Start of DATA UNDER STUDY
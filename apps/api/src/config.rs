use std::path::PathBuf;
use std::str::FromStr;
use std::time::Duration;

use anyhow::{Context, Result};

use crate::llm_client::LlmSettings;
use crate::screening::batch::{DEFAULT_FILE_TIMEOUT, DEFAULT_MAX_CONCURRENT_FILES};
use crate::screening::scoring::{
    DEFAULT_JUDGMENT_TIMEOUT, DEFAULT_MAX_JD_CHARS, DEFAULT_MAX_RESUME_CHARS,
};
use crate::screening::{BatchOptions, ScoringLimits};

const DEFAULT_OLLAMA_HOST: &str = "https://ollama.com";
const DEFAULT_OLLAMA_MODEL: &str = "gpt-oss:120b";
const DEFAULT_CORS_ORIGINS: &str = "http://localhost:3000,http://127.0.0.1:3000";
const DEFAULT_MAX_UPLOAD_FILES: usize = 20;
const DEFAULT_MAX_UPLOAD_BYTES: usize = 25 * 1024 * 1024;

/// Application configuration loaded from environment variables.
/// Every variable has a default; malformed numbers fail startup.
#[derive(Debug, Clone)]
pub struct Config {
    pub port: u16,
    pub rust_log: String,
    pub ollama_host: String,
    pub ollama_model: String,
    pub ollama_api_key: Option<String>,
    pub cors_origins: Vec<String>,
    pub upload_dir: PathBuf,
    pub max_upload_files: usize,
    pub max_upload_bytes: usize,
    pub max_jd_chars: usize,
    pub max_resume_chars: usize,
    pub judgment_timeout: Duration,
    pub file_timeout: Duration,
    pub max_concurrent_files: usize,
}

impl Config {
    pub fn from_env() -> Result<Self> {
        dotenvy::dotenv().ok(); // load .env if present; ignore if missing

        // Serverless deployments only have a writable /tmp.
        let default_upload_dir = if std::env::var_os("VERCEL").is_some() {
            "/tmp/uploads"
        } else {
            "uploads"
        };

        Ok(Config {
            port: parse_env("PORT", 8080)?,
            rust_log: optional_env("LOG_LEVEL")
                .or_else(|| optional_env("RUST_LOG"))
                .unwrap_or_else(|| "info".to_string())
                .to_lowercase(),
            ollama_host: env_or("OLLAMA_HOST", DEFAULT_OLLAMA_HOST),
            ollama_model: env_or("OLLAMA_MODEL", DEFAULT_OLLAMA_MODEL),
            ollama_api_key: optional_env("OLLAMA_API_KEY"),
            cors_origins: split_origins(&env_or("CORS_ORIGINS", DEFAULT_CORS_ORIGINS)),
            upload_dir: PathBuf::from(env_or("UPLOAD_DIR", default_upload_dir)),
            max_upload_files: parse_env("MAX_UPLOAD_FILES", DEFAULT_MAX_UPLOAD_FILES)?,
            max_upload_bytes: parse_env("MAX_UPLOAD_BYTES", DEFAULT_MAX_UPLOAD_BYTES)?,
            max_jd_chars: parse_env("MAX_JD_CHARS", DEFAULT_MAX_JD_CHARS)?,
            max_resume_chars: parse_env("MAX_RESUME_CHARS", DEFAULT_MAX_RESUME_CHARS)?,
            judgment_timeout: Duration::from_secs(parse_env(
                "JUDGMENT_TIMEOUT_SECS",
                DEFAULT_JUDGMENT_TIMEOUT.as_secs(),
            )?),
            file_timeout: Duration::from_secs(parse_env(
                "FILE_TIMEOUT_SECS",
                DEFAULT_FILE_TIMEOUT.as_secs(),
            )?),
            max_concurrent_files: parse_env("MAX_CONCURRENT_FILES", DEFAULT_MAX_CONCURRENT_FILES)?
                .max(1),
        })
    }

    pub fn llm_settings(&self) -> LlmSettings {
        LlmSettings {
            host: self.ollama_host.clone(),
            model: self.ollama_model.clone(),
            api_key: self.ollama_api_key.clone(),
            request_timeout: self.judgment_timeout,
        }
    }

    pub fn scoring_limits(&self) -> ScoringLimits {
        ScoringLimits {
            max_jd_chars: self.max_jd_chars,
            max_resume_chars: self.max_resume_chars,
            judgment_timeout: self.judgment_timeout,
        }
    }

    pub fn batch_options(&self) -> BatchOptions {
        BatchOptions {
            max_concurrent_files: self.max_concurrent_files,
            file_timeout: Some(self.file_timeout),
        }
    }
}

/// Set and non-blank, trimmed.
fn optional_env(key: &str) -> Option<String> {
    std::env::var(key)
        .ok()
        .map(|value| value.trim().to_string())
        .filter(|value| !value.is_empty())
}

fn env_or(key: &str, default: &str) -> String {
    optional_env(key).unwrap_or_else(|| default.to_string())
}

fn parse_env<T>(key: &str, default: T) -> Result<T>
where
    T: FromStr,
    T::Err: std::error::Error + Send + Sync + 'static,
{
    match optional_env(key) {
        Some(raw) => raw
            .parse::<T>()
            .with_context(|| format!("Environment variable '{key}' has invalid value '{raw}'")),
        None => Ok(default),
    }
}

fn split_origins(raw: &str) -> Vec<String> {
    raw.split(',')
        .map(str::trim)
        .filter(|origin| !origin.is_empty())
        .map(str::to_string)
        .collect()
}
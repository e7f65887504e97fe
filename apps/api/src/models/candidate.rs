use serde::{Deserialize, Serialize};

use crate::screening::keywords::KeywordMatch;

pub const UNKNOWN_NAME: &str = "Unknown";
pub const PROCESSING_ERROR_NAME: &str = "Processing Error";
pub const NO_TEXT_SUMMARY: &str = "No text extracted";

/// Coarse fit category assigned to every candidate.
#[derive(Debug, Clone, Copy, Default, PartialEq, Eq, Hash, Serialize, Deserialize)]
pub enum Classification {
    Excellent,
    Strong,
    #[default]
    Partial,
    Weak,
}

impl Classification {
    /// Parses the exact label used in judgment responses. Anything else is rejected.
    pub fn from_label(label: &str) -> Option<Self> {
        match label {
            "Excellent" => Some(Self::Excellent),
            "Strong" => Some(Self::Strong),
            "Partial" => Some(Self::Partial),
            "Weak" => Some(Self::Weak),
            _ => None,
        }
    }

    /// Threshold mapping used by the keyword fallback scorer.
    pub fn from_fallback_score(score: f64) -> Self {
        if score >= 75.0 {
            Self::Strong
        } else if score >= 60.0 {
            Self::Partial
        } else {
            Self::Weak
        }
    }
}

/// Score, classification and summary for one résumé, plus keyword diagnostics.
///
/// Produced by both the judgment path and the fallback path; the shape is the
/// same either way.
#[derive(Debug, Clone, PartialEq, Serialize, Deserialize)]
pub struct Assessment {
    pub name: String,
    pub score: f64,
    pub classification: Classification,
    pub summary: String,
    #[serde(flatten)]
    pub keywords: KeywordMatch,
}

/// One candidate record per input file. Never mutated once built.
#[derive(Debug, Clone, PartialEq, Serialize, Deserialize)]
pub struct CandidateAssessment {
    pub name: String,
    pub email: Option<String>,
    pub phone: Option<String>,
    pub github: Option<String>,
    pub score: f64,
    pub classification: Classification,
    pub summary: String,
    #[serde(flatten)]
    pub keywords: KeywordMatch,
}

impl CandidateAssessment {
    /// Zero-score record for a file that yielded no text.
    pub fn no_text() -> Self {
        Self::zero_score(UNKNOWN_NAME, NO_TEXT_SUMMARY.to_string())
    }

    /// Zero-score record for a file whose processing failed outright.
    pub fn processing_error(message: &str) -> Self {
        let truncated: String = message.chars().take(100).collect();
        Self::zero_score(
            PROCESSING_ERROR_NAME,
            format!("Failed to process file: {truncated}"),
        )
    }

    fn zero_score(name: &str, summary: String) -> Self {
        Self {
            name: name.to_string(),
            email: None,
            phone: None,
            github: None,
            score: 0.0,
            classification: Classification::Weak,
            summary,
            keywords: KeywordMatch::default(),
        }
    }
}

#[derive(Debug, Clone, Copy, PartialEq, Eq, Serialize, Deserialize)]
#[serde(rename_all = "snake_case")]
pub enum BatchStatus {
    Completed,
    CompletedWithErrors,
    Failed,
}

impl BatchStatus {
    pub fn from_counts(failed: usize, total: usize) -> Self {
        if failed == 0 {
            Self::Completed
        } else if failed == total {
            Self::Failed
        } else {
            Self::CompletedWithErrors
        }
    }
}

/// Aggregate result of one batch, candidates ranked by score.
#[derive(Debug, Clone, Serialize, Deserialize)]
pub struct BatchResult {
    pub status: BatchStatus,
    pub processed: usize,
    pub total: usize,
    pub candidates: Vec<CandidateAssessment>,
}
//! Batch Processor: assesses every uploaded résumé and ranks the results.
//!
//! Each file runs in its own task, bounded by a semaphore. A panic or a
//! deadline overrun in one file becomes a "Processing Error" record for that
//! file only. Outcomes are collected in file order and ranked with a stable
//! sort, so completion order never leaks into the result.
//!
//! Input files are removed once, after every file has been assessed, or
//! immediately when the batch is cancelled.

use std::io::ErrorKind;
use std::path::{Path, PathBuf};
use std::sync::Arc;
use std::time::{Duration, Instant};

use thiserror::Error;
use tokio::sync::Semaphore;
use tokio::task::{JoinError, JoinHandle};
use tracing::{error, info, warn};

use crate::extraction::contact::extract_contact;
use crate::extraction::TextExtractor;
use crate::extraction::identity::extract_name;
use crate::models::candidate::{BatchResult, BatchStatus, CandidateAssessment, UNKNOWN_NAME};
use crate::screening::scoring::ScoringEngine;
use crate::timing::log_performance;

pub const DEFAULT_MAX_CONCURRENT_FILES: usize = 4;
pub const DEFAULT_FILE_TIMEOUT: Duration = Duration::from_secs(180);

#[derive(Debug, Clone)]
pub struct BatchOptions {
    /// Worker pool size. Values below 1 are treated as 1.
    pub max_concurrent_files: usize,
    /// Deadline for one file's extraction + scoring. `None` disables it.
    pub file_timeout: Option<Duration>,
}

impl Default for BatchOptions {
    fn default() -> Self {
        Self {
            max_concurrent_files: DEFAULT_MAX_CONCURRENT_FILES,
            file_timeout: Some(DEFAULT_FILE_TIMEOUT),
        }
    }
}

#[derive(Debug, Error)]
pub enum FileError {
    #[error("assessment timed out after {0:?}")]
    TimedOut(Duration),

    #[error("{0}")]
    Panicked(String),

    #[error("assessment task aborted: {0}")]
    Aborted(String),
}

/// What happened to one input file.
#[derive(Debug)]
pub enum FileOutcome {
    Assessed(CandidateAssessment),
    Failed(FileError),
}

impl FileOutcome {
    pub fn is_failure(&self) -> bool {
        matches!(self, FileOutcome::Failed(_))
    }

    pub fn into_candidate(self) -> CandidateAssessment {
        match self {
            FileOutcome::Assessed(candidate) => candidate,
            FileOutcome::Failed(e) => CandidateAssessment::processing_error(&e.to_string()),
        }
    }
}

#[derive(Clone)]
pub struct BatchProcessor {
    extractor: Arc<dyn TextExtractor>,
    engine: ScoringEngine,
    options: BatchOptions,
}

impl BatchProcessor {
    pub fn new(
        extractor: Arc<dyn TextExtractor>,
        engine: ScoringEngine,
        options: BatchOptions,
    ) -> Self {
        Self {
            extractor,
            engine,
            options,
        }
    }

    /// Assesses every file against `jd`, deletes the files, and returns the
    /// ranked batch. Never fails as a whole.
    ///
    /// Dropping the returned future aborts the outstanding workers and still
    /// removes the input files.
    pub async fn process(&self, jd: &str, files: &[PathBuf]) -> BatchResult {
        let started = Instant::now();
        let mut guard = BatchGuard::new(files);

        let outcomes = self.assess_all(jd, files, &mut guard).await;
        cleanup_files(files).await;
        guard.disarm();
        let result = summarize(outcomes);

        match result.status {
            BatchStatus::Completed => info!(
                "Batch completed: {} files processed",
                result.processed
            ),
            BatchStatus::CompletedWithErrors => info!(
                "Batch completed with {} ok / {} failed",
                result.processed,
                result.total - result.processed
            ),
            BatchStatus::Failed => error!("Batch failed: all {} files failed", result.total),
        }
        log_performance("Batch processing", started.elapsed());

        result
    }

    /// One outcome per file, in input order. Worker handles are parked in
    /// `guard` so a cancelled batch can abort them.
    async fn assess_all(
        &self,
        jd: &str,
        files: &[PathBuf],
        guard: &mut BatchGuard,
    ) -> Vec<FileOutcome> {
        let total = files.len();
        let semaphore = Arc::new(Semaphore::new(self.options.max_concurrent_files.max(1)));
        let jd: Arc<str> = Arc::from(jd);

        for (index, path) in files.iter().enumerate() {
            let extractor = Arc::clone(&self.extractor);
            let engine = self.engine.clone();
            let semaphore = Arc::clone(&semaphore);
            let jd = Arc::clone(&jd);
            let path = path.clone();
            let file_timeout = self.options.file_timeout;

            guard.workers.push(tokio::spawn(async move {
                let _permit = semaphore.acquire_owned().await;
                info!("Processing file {}/{}: {}", index + 1, total, file_label(&path));

                let started = Instant::now();
                let assessment = assess_file(extractor.as_ref(), &engine, &jd, &path);
                let outcome = match file_timeout {
                    Some(deadline) => tokio::time::timeout(deadline, assessment)
                        .await
                        .map_err(|_| FileError::TimedOut(deadline)),
                    None => Ok(assessment.await),
                };
                log_performance(&format!("File {} processing", index + 1), started.elapsed());
                outcome
            }));
        }

        let mut outcomes = Vec::with_capacity(total);
        for (path, handle) in files.iter().zip(guard.workers.iter_mut()) {
            let outcome = match handle.await {
                Ok(Ok(candidate)) => {
                    info!("Successfully processed: {}", file_label(path));
                    FileOutcome::Assessed(candidate)
                }
                Ok(Err(e)) => {
                    error!("Error processing {}: {e}", path.display());
                    FileOutcome::Failed(e)
                }
                Err(join_error) => {
                    let e = describe_join_error(join_error);
                    error!("Error processing {}: {e}", path.display());
                    FileOutcome::Failed(e)
                }
            };
            outcomes.push(outcome);
        }
        outcomes
    }
}

type Worker = JoinHandle<Result<CandidateAssessment, FileError>>;

/// Owns the per-file workers of one batch. If dropped while armed (the batch
/// future was cancelled), aborts every worker and removes the input files.
struct BatchGuard {
    workers: Vec<Worker>,
    files: Vec<PathBuf>,
    armed: bool,
}

impl BatchGuard {
    fn new(files: &[PathBuf]) -> Self {
        Self {
            workers: Vec::with_capacity(files.len()),
            files: files.to_vec(),
            armed: true,
        }
    }

    fn disarm(&mut self) {
        self.armed = false;
    }
}

impl Drop for BatchGuard {
    fn drop(&mut self) {
        if !self.armed {
            return;
        }

        warn!(
            "Batch cancelled: aborting {} workers, removing {} input files",
            self.workers.len(),
            self.files.len()
        );
        for worker in &self.workers {
            worker.abort();
        }
        // Drop cannot await.
        for path in &self.files {
            log_removal(path, std::fs::remove_file(path));
        }
    }
}

/// Extraction → identity/contact → scoring for one file.
pub async fn assess_file(
    extractor: &dyn TextExtractor,
    engine: &ScoringEngine,
    jd: &str,
    path: &Path,
) -> CandidateAssessment {
    let text = extractor.extract_text(path).await;
    if text.trim().is_empty() {
        warn!("No text extracted from {}", path.display());
        return CandidateAssessment::no_text();
    }

    let extracted_name = extract_name(&text);
    let contact = extract_contact(&text);

    let started = Instant::now();
    let assessment = engine.score(jd, &text).await;
    log_performance(
        &format!("Scoring for {}", file_label(path)),
        started.elapsed(),
    );

    // The heuristic name wins over the judged one when both exist.
    let name = if extracted_name == UNKNOWN_NAME {
        assessment.name
    } else {
        extracted_name
    };

    CandidateAssessment {
        name,
        email: contact.email,
        phone: contact.phone,
        github: contact.github,
        score: assessment.score,
        classification: assessment.classification,
        summary: assessment.summary,
        keywords: assessment.keywords,
    }
}

/// Reduces per-file outcomes to the ranked batch result.
pub fn summarize(outcomes: Vec<FileOutcome>) -> BatchResult {
    let total = outcomes.len();
    let failed = outcomes.iter().filter(|o| o.is_failure()).count();

    let mut candidates: Vec<CandidateAssessment> = outcomes
        .into_iter()
        .map(FileOutcome::into_candidate)
        .collect();
    // `sort_by` is stable: equal scores keep their file order.
    candidates.sort_by(|a, b| b.score.total_cmp(&a.score));

    BatchResult {
        status: BatchStatus::from_counts(failed, total),
        processed: total - failed,
        total,
        candidates,
    }
}

/// Best-effort removal of the uploaded files. Failures are logged, never raised.
pub async fn cleanup_files(paths: &[PathBuf]) {
    for path in paths {
        log_removal(path, tokio::fs::remove_file(path).await);
    }
}

fn log_removal(path: &Path, result: std::io::Result<()>) {
    match result {
        Ok(()) => info!("Cleaned up: {}", path.display()),
        Err(e) if e.kind() == ErrorKind::NotFound => {}
        Err(e) => error!("Failed to clean up {}: {e}", path.display()),
    }
}

fn describe_join_error(join_error: JoinError) -> FileError {
    if !join_error.is_panic() {
        return FileError::Aborted(join_error.to_string());
    }

    let payload = join_error.into_panic();
    let message = payload
        .downcast_ref::<&str>()
        .map(|s| s.to_string())
        .or_else(|| payload.downcast_ref::<String>().cloned())
        .unwrap_or_else(|| "unexpected panic".to_string());
    FileError::Panicked(message)
}

fn file_label(path: &Path) -> String {
    path.file_name()
        .map(|name| name.to_string_lossy().into_owned())
        .unwrap_or_else(|| path.display().to_string())
}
End of DATA UNDER STUDY
EXERCISE REQUIREMENTS:
Where does the string "when" occur in the data above? Copy every line that holds it.

SOLUTION:
//! immediately when the batch is cancelled.
    // The heuristic name wins over the judged one when both exist.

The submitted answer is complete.